12) Bei Abwesendheit des Dozenten wird Ersatz gestellt oder eine andere Lösung (Ausweichtermine) angeboten.

13) Die Leitung von IFI schließt alle Formen von Haftung, für jeden entstandenen oder empfunden Schaden (psychisch, emotional, körperlich und materiell), entstanden vor, während, nach oder als Folge der Teilnahme an einem Seminar, Workshop oder jedem anderen Angebot von IFI, aus.

14) IFI behandelt jede durch den/die Teilnehmer/in erhaltene Information vertraulich.

15) Das Unterrichtsmaterial von IFI ist und bleibt Eigentum von IFI, auch nach erhaltenem Unkostenbeitrag. Der Inhalt der Unterrichtsstunden darf nicht vervielfältigt oder veröffentlich werden, weder elektronisch, mechanisch oder in welcher möglichen Form auch immer. Das Unterrichtsmaterial darf nicht ohne Lizensierung durch IFI oder durch schriftliche Einverständniserklärung von IFI  in einem anderen Rahmen weiter gegeben werden, auch nicht in Auszügen. Eine Ausnahme bedarf der schriftlichen Bestätigung durch die Leitung von IFI.

16) Regelung zu Einzelterminen:

16.1. Vereinbarte Termine sind verbindlich.

16.2. Termine können bis spätestens zwei Werktage vor dem vereinbarten Zeitpunkt ohne Angabe von Gründen abgesagt werden. Wird ein Termin rechtzeitig abgesagt, entsteht kein Honoraranspruch.

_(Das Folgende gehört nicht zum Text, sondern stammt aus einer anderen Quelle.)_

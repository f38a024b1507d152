//! EEPROM driver and write planning
//!
//! This module provides the stateful driver bound to one chip and one bus,
//! plus the pure page-splitting helpers it is built on.

mod driver;
mod operations;

pub use driver::{At24cxx, Mode, BASE_DEVICE_ADDRESS};
pub use operations::*;
//! Write and fill command implementations

use at24cxx_core::bus::I2cMaster;
use at24cxx_core::chip::EepromChip;
use at24cxx_core::eeprom::At24cxx;
use indicatif::{ProgressBar, ProgressStyle};
use std::fs;
use std::path::Path;

use super::read::read_with_progress;
use super::verify::compare;

/// Bytes handed to the driver per call; the driver splits further into
/// pages, this only controls progress granularity
const WRITE_CHUNK_SIZE: usize = 256;

/// Run the write command
pub fn run_write<M: I2cMaster + ?Sized>(
    master: &mut M,
    chip: EepromChip,
    address_bias: u8,
    input: &Path,
    start: u16,
    verify: bool,
) -> Result<(), Box<dyn std::error::Error>> {
    let data = fs::read(input)?;
    super::resolve_length(&chip, start, Some(data.len() as u32))?;

    let mut eeprom = At24cxx::new(master, chip, address_bias);
    eeprom.init()?;

    write_with_progress(&mut eeprom, start, &data)?;
    println!("Wrote {} bytes from {:?}", data.len(), input);

    if verify {
        let readback = read_with_progress(&mut eeprom, start, data.len())?;
        compare(&data, &readback, start)?;
        println!("Verify OK");
    }

    Ok(())
}

/// Run the fill command
pub fn run_fill<M: I2cMaster + ?Sized>(
    master: &mut M,
    chip: EepromChip,
    address_bias: u8,
    value: u8,
    start: u16,
    length: Option<u32>,
) -> Result<(), Box<dyn std::error::Error>> {
    let length = super::resolve_length(&chip, start, length)?;
    let data = vec![value; length];

    let mut eeprom = At24cxx::new(master, chip, address_bias);
    eeprom.init()?;

    write_with_progress(&mut eeprom, start, &data)?;
    println!("Filled {} bytes at 0x{:04X} with 0x{:02X}", length, start, value);

    Ok(())
}

/// Write a byte sequence in chunks, showing progress
///
/// Writes are slow (5 ms of write-cycle time per page), so even the small
/// parts benefit from a bar.
fn write_with_progress<M: I2cMaster + ?Sized>(
    eeprom: &mut At24cxx<'_, M>,
    start: u16,
    data: &[u8],
) -> Result<(), Box<dyn std::error::Error>> {
    let pb = ProgressBar::new(data.len() as u64);
    pb.set_style(
        ProgressStyle::default_bar()
            .template("{spinner:.green} [{elapsed_precise}] [{bar:40.cyan/blue}] {bytes}/{total_bytes} ({bytes_per_sec}, {eta})")?
            .progress_chars("#>-"),
    );

    let mut offset = 0usize;
    while offset < data.len() {
        let chunk = std::cmp::min(WRITE_CHUNK_SIZE, data.len() - offset);
        eeprom.write(start + offset as u16, &data[offset..offset + chunk])?;
        offset += chunk;
        pb.set_position(offset as u64);
    }
    pb.finish_and_clear();

    Ok(())
}
#[cfg(test)]
mod tests {
    use super::*;
    use crate::chip::{AT24C02, AT24C04, AT24C08, AT24C64};
    use std::cell::RefCell;
    use std::rc::Rc;
    use std::vec;
    use std::vec::Vec;

    /// A mock bus that simulates one EEPROM in plain linear memory
    ///
    /// Records every device-address select, page write, read, and delay so
    /// tests can assert the exact transaction sequence. The memory model is
    /// deliberately simple: the register address indexes the array directly
    /// (overflow addressing is asserted through the recorded selects, and
    /// modeled fully by the at24cxx-dummy crate).
    struct MockBus {
        memory: Vec<u8>,
        device_address: u8,
        selects: Vec<u8>,
        writes: Vec<(u8, u16, Vec<u8>)>,
        reads: Vec<(u8, u16, usize)>,
        delays: Vec<u32>,
    }

    impl MockBus {
        fn new(size: usize) -> Self {
            Self {
                memory: vec![0xFF; size],
                device_address: 0,
                selects: Vec::new(),
                writes: Vec::new(),
                reads: Vec::new(),
                delays: Vec::new(),
            }
        }
    }

    impl I2cMaster for MockBus {
        fn set_device_address(&mut self, address: u8) {
            self.device_address = address;
            self.selects.push(address);
        }

        fn execute(&mut self, cmd: &mut I2cCommand<'_>) -> Result<()> {
            let addr = cmd.register as usize;
            if cmd.has_write() {
                self.writes
                    .push((self.device_address, cmd.register, cmd.write_data.to_vec()));
                if addr + cmd.write_data.len() <= self.memory.len() {
                    self.memory[addr..addr + cmd.write_data.len()].copy_from_slice(cmd.write_data);
                }
            } else {
                self.reads
                    .push((self.device_address, cmd.register, cmd.read_buf.len()));
                if addr + cmd.read_buf.len() <= self.memory.len() {
                    cmd.read_buf.copy_from_slice(&self.memory[addr..addr + cmd.read_buf.len()]);
                }
            }
            Ok(())
        }

        fn delay_ms(&mut self, ms: u32) {
            self.delays.push(ms);
        }
    }

    /// Write-protect pin that logs every operation
    #[derive(Clone)]
    struct MockPin {
        events: Rc<RefCell<Vec<&'static str>>>,
    }

    impl MockPin {
        fn new() -> Self {
            Self {
                events: Rc::new(RefCell::new(Vec::new())),
            }
        }
    }

    impl WriteProtectPin for MockPin {
        fn configure_output(&mut self) -> Result<()> {
            self.events.borrow_mut().push("output");
            Ok(())
        }

        fn set_level(&mut self, high: bool) -> Result<()> {
            self.events.borrow_mut().push(if high { "high" } else { "low" });
            Ok(())
        }
    }

    #[test]
    fn operations_fail_before_init() {
        let mut bus = MockBus::new(256);
        let mut eeprom = At24cxx::new(&mut bus, AT24C02, 0);

        assert_eq!(eeprom.write(0, &[1, 2, 3]), Err(Error::NotInitialized));
        let mut buf = [0u8; 4];
        assert_eq!(eeprom.read(0, &mut buf), Err(Error::NotInitialized));

        assert!(bus.selects.is_empty());
        assert!(bus.writes.is_empty());
        assert!(bus.reads.is_empty());
    }

    #[test]
    fn init_without_pin_activates() {
        let mut bus = MockBus::new(256);
        let mut eeprom = At24cxx::new(&mut bus, AT24C02, 0);
        assert_eq!(eeprom.mode(), Mode::Uninitialized);
        eeprom.init().unwrap();
        assert_eq!(eeprom.mode(), Mode::Active);
    }

    #[test]
    fn out_of_range_write_sends_nothing() {
        let mut bus = MockBus::new(256);
        let mut eeprom = At24cxx::new(&mut bus, AT24C02, 0);
        eeprom.init().unwrap();

        assert_eq!(eeprom.write(250, &[0u8; 7]), Err(Error::AddressOutOfBounds));
        assert_eq!(eeprom.write(0, &[0u8; 257]), Err(Error::AddressOutOfBounds));
        // address + len == capacity is the last valid combination
        assert!(eeprom.write(250, &[0u8; 6]).is_ok());

        assert_eq!(bus.writes.len(), 1);
    }

    #[test]
    fn out_of_range_read_sends_nothing() {
        let mut bus = MockBus::new(256);
        let mut eeprom = At24cxx::new(&mut bus, AT24C02, 0);
        eeprom.init().unwrap();

        let mut buf = [0u8; 8];
        assert_eq!(eeprom.read(250, &mut buf), Err(Error::AddressOutOfBounds));
        assert!(bus.reads.is_empty());
    }

    #[test]
    fn write_splits_on_page_boundaries() {
        let mut bus = MockBus::new(256);
        let mut eeprom = At24cxx::new(&mut bus, AT24C02, 0);
        eeprom.init().unwrap();

        let data: Vec<u8> = (0..10).collect();
        eeprom.write(5, &data).unwrap();

        assert_eq!(bus.writes.len(), 2);
        assert_eq!(bus.writes[0], (0x50, 5, vec![0, 1, 2]));
        assert_eq!(bus.writes[1], (0x50, 8, vec![3, 4, 5, 6, 7, 8, 9]));
    }

    #[test]
    fn write_cycle_delay_follows_every_page() {
        let mut bus = MockBus::new(256);
        let mut eeprom = At24cxx::new(&mut bus, AT24C02, 0);
        eeprom.init().unwrap();

        eeprom.write(5, &[0u8; 10]).unwrap();
        assert_eq!(bus.delays, vec![5, 5]);
    }

    #[test]
    fn long_write_on_two_byte_part_uses_limited_pages() {
        let mut bus = MockBus::new(8192);
        let mut eeprom = At24cxx::new(&mut bus, AT24C64, 0);
        eeprom.init().unwrap();

        eeprom.write(0, &[0xAA; 40]).unwrap();

        let sizes: Vec<usize> = bus.writes.iter().map(|(_, _, d)| d.len()).collect();
        assert_eq!(sizes, vec![16, 16, 8]);
    }

    #[test]
    fn overflow_part_reselects_device_across_block_boundary() {
        let mut bus = MockBus::new(1024);
        let mut eeprom = At24cxx::new(&mut bus, AT24C08, 0);
        eeprom.init().unwrap();

        // 16-byte pages: 0x00FE..0x0102 splits at 0x0100, where address
        // bit 8 moves into the device address and the register byte
        // restarts at zero
        eeprom.write(0x00FE, &[1, 2, 3, 4]).unwrap();

        assert_eq!(bus.writes.len(), 2);
        assert_eq!(bus.writes[0], (0x50, 0x00FE, vec![1, 2]));
        assert_eq!(bus.writes[1], (0x51, 0x0000, vec![3, 4]));
    }

    #[test]
    fn read_is_a_single_transaction() {
        let mut bus = MockBus::new(256);
        bus.memory[10..14].copy_from_slice(&[9, 8, 7, 6]);
        let mut eeprom = At24cxx::new(&mut bus, AT24C02, 0);
        eeprom.init().unwrap();

        let mut buf = [0u8; 4];
        eeprom.read(10, &mut buf).unwrap();
        assert_eq!(buf, [9, 8, 7, 6]);
        assert_eq!(bus.reads, vec![(0x50, 10, 4)]);
    }

    #[test]
    fn read_derives_device_address_from_start() {
        let mut bus = MockBus::new(512);
        let mut eeprom = At24cxx::new(&mut bus, AT24C04, 0);
        eeprom.init().unwrap();

        let mut buf = [0u8; 2];
        eeprom.read(0x01F0, &mut buf).unwrap();
        // Address bit 8 selects device 0x51; only the low byte goes on the
        // wire as the register
        assert_eq!(bus.reads, vec![(0x51, 0x00F0, 2)]);
    }

    #[test]
    fn address_bias_lands_in_device_address() {
        let mut bus = MockBus::new(256);
        let mut eeprom = At24cxx::new(&mut bus, AT24C02, 0b101);
        assert_eq!(eeprom.device_address(), 0x55);
        eeprom.init().unwrap();
        eeprom.write_byte(0, 0x42).unwrap();
        assert_eq!(bus.writes[0].0, 0x55);
    }

    #[test]
    fn byte_and_string_roundtrip() {
        let mut bus = MockBus::new(256);
        let mut eeprom = At24cxx::new(&mut bus, AT24C02, 0);
        eeprom.init().unwrap();

        eeprom.write_byte(40, 0x5A).unwrap();
        assert_eq!(eeprom.read_byte(40).unwrap(), 0x5A);

        eeprom.write_str(100, "hello").unwrap();
        let mut buf = [0u8; 5];
        eeprom.read(100, &mut buf).unwrap();
        assert_eq!(&buf, b"hello");
    }

    #[test]
    fn zero_length_operations_send_nothing() {
        let mut bus = MockBus::new(256);
        let mut eeprom = At24cxx::new(&mut bus, AT24C02, 0);
        eeprom.init().unwrap();

        eeprom.write(10, &[]).unwrap();
        let mut empty: [u8; 0] = [];
        eeprom.read(10, &mut empty).unwrap();

        assert!(bus.writes.is_empty());
        assert!(bus.reads.is_empty());
        assert!(bus.selects.is_empty());
    }

    #[test]
    fn write_protect_without_pin_is_a_no_op() {
        let mut bus = MockBus::new(256);
        let mut eeprom = At24cxx::new(&mut bus, AT24C02, 0);
        eeprom.init().unwrap();

        assert!(eeprom.set_write_protect().is_ok());
        assert!(eeprom.clear_write_protect().is_ok());
        assert_eq!(eeprom.mode(), Mode::Active);
    }

    #[test]
    fn write_protect_drives_the_pin() {
        let mut bus = MockBus::new(256);
        let pin = MockPin::new();
        let events = pin.events.clone();
        let mut eeprom = At24cxx::with_write_protect(&mut bus, AT24C02, 0, pin);

        // Nothing happens before init
        eeprom.set_write_protect().unwrap();
        assert!(events.borrow().is_empty());

        eeprom.init().unwrap();
        assert_eq!(eeprom.mode(), Mode::ActiveWithProtect);
        assert_eq!(*events.borrow(), ["output", "low"]);

        eeprom.set_write_protect().unwrap();
        eeprom.clear_write_protect().unwrap();
        assert_eq!(*events.borrow(), ["output", "low", "high", "low"]);
    }

    #[test]
    fn reinit_repeats_pin_configuration() {
        let mut bus = MockBus::new(256);
        let pin = MockPin::new();
        let events = pin.events.clone();
        let mut eeprom = At24cxx::with_write_protect(&mut bus, AT24C02, 0, pin);

        eeprom.init().unwrap();
        eeprom.init().unwrap();
        assert_eq!(*events.borrow(), ["output", "low", "output", "low"]);
    }

    #[test]
    fn full_capacity_write_covers_every_page() {
        let mut bus = MockBus::new(256);
        let mut eeprom = At24cxx::new(&mut bus, AT24C02, 0);
        eeprom.init().unwrap();

        let data: Vec<u8> = (0..=255).collect();
        eeprom.write(0, &data).unwrap();

        assert_eq!(bus.writes.len(), 32);
        assert_eq!(bus.memory, data);
    }
}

16.3. Eine Terminabsage weniger als zwei Werktage vor dem vereinbarten Zeitpunkt ist auch dann nicht mehr möglich, wenn der/die Klient/in den Termin unverschuldet nicht einhalten kann. (Schadenersatz wegen sog. Annahmeverzug des/der Klienten/in, der kein Verschulden des/der Klienten/in voraussetzt – § 293, 296, 615 BGB).

16.4. Wird der Termin ohne Absage versäumt, entsteht ein Anspruch in Höhe von 100 € pro vereinbarter Behandlungsstunde.

16.5. Die vereinbarte Zeit ist ausschließlich für den/die Terminnehmer/in reserviert. Bei Verspätungen, unerheblich der verursachenden Gründe, gilt, dass nur der vereinbarte Zeitraum zur Verfügung steht und der vereinbarte Zeitraum im Ganzen abgerechnet wird. Sollte es möglich sein, den Behandlungszeitraum zu verlängern, da kein Folgetermin anberaumt ist, wird die zusätzliche Zeit in Rechnung gestellt.

17) Für alle getroffenen Vereinbarungen gilt die deutsche Gesetzgebung.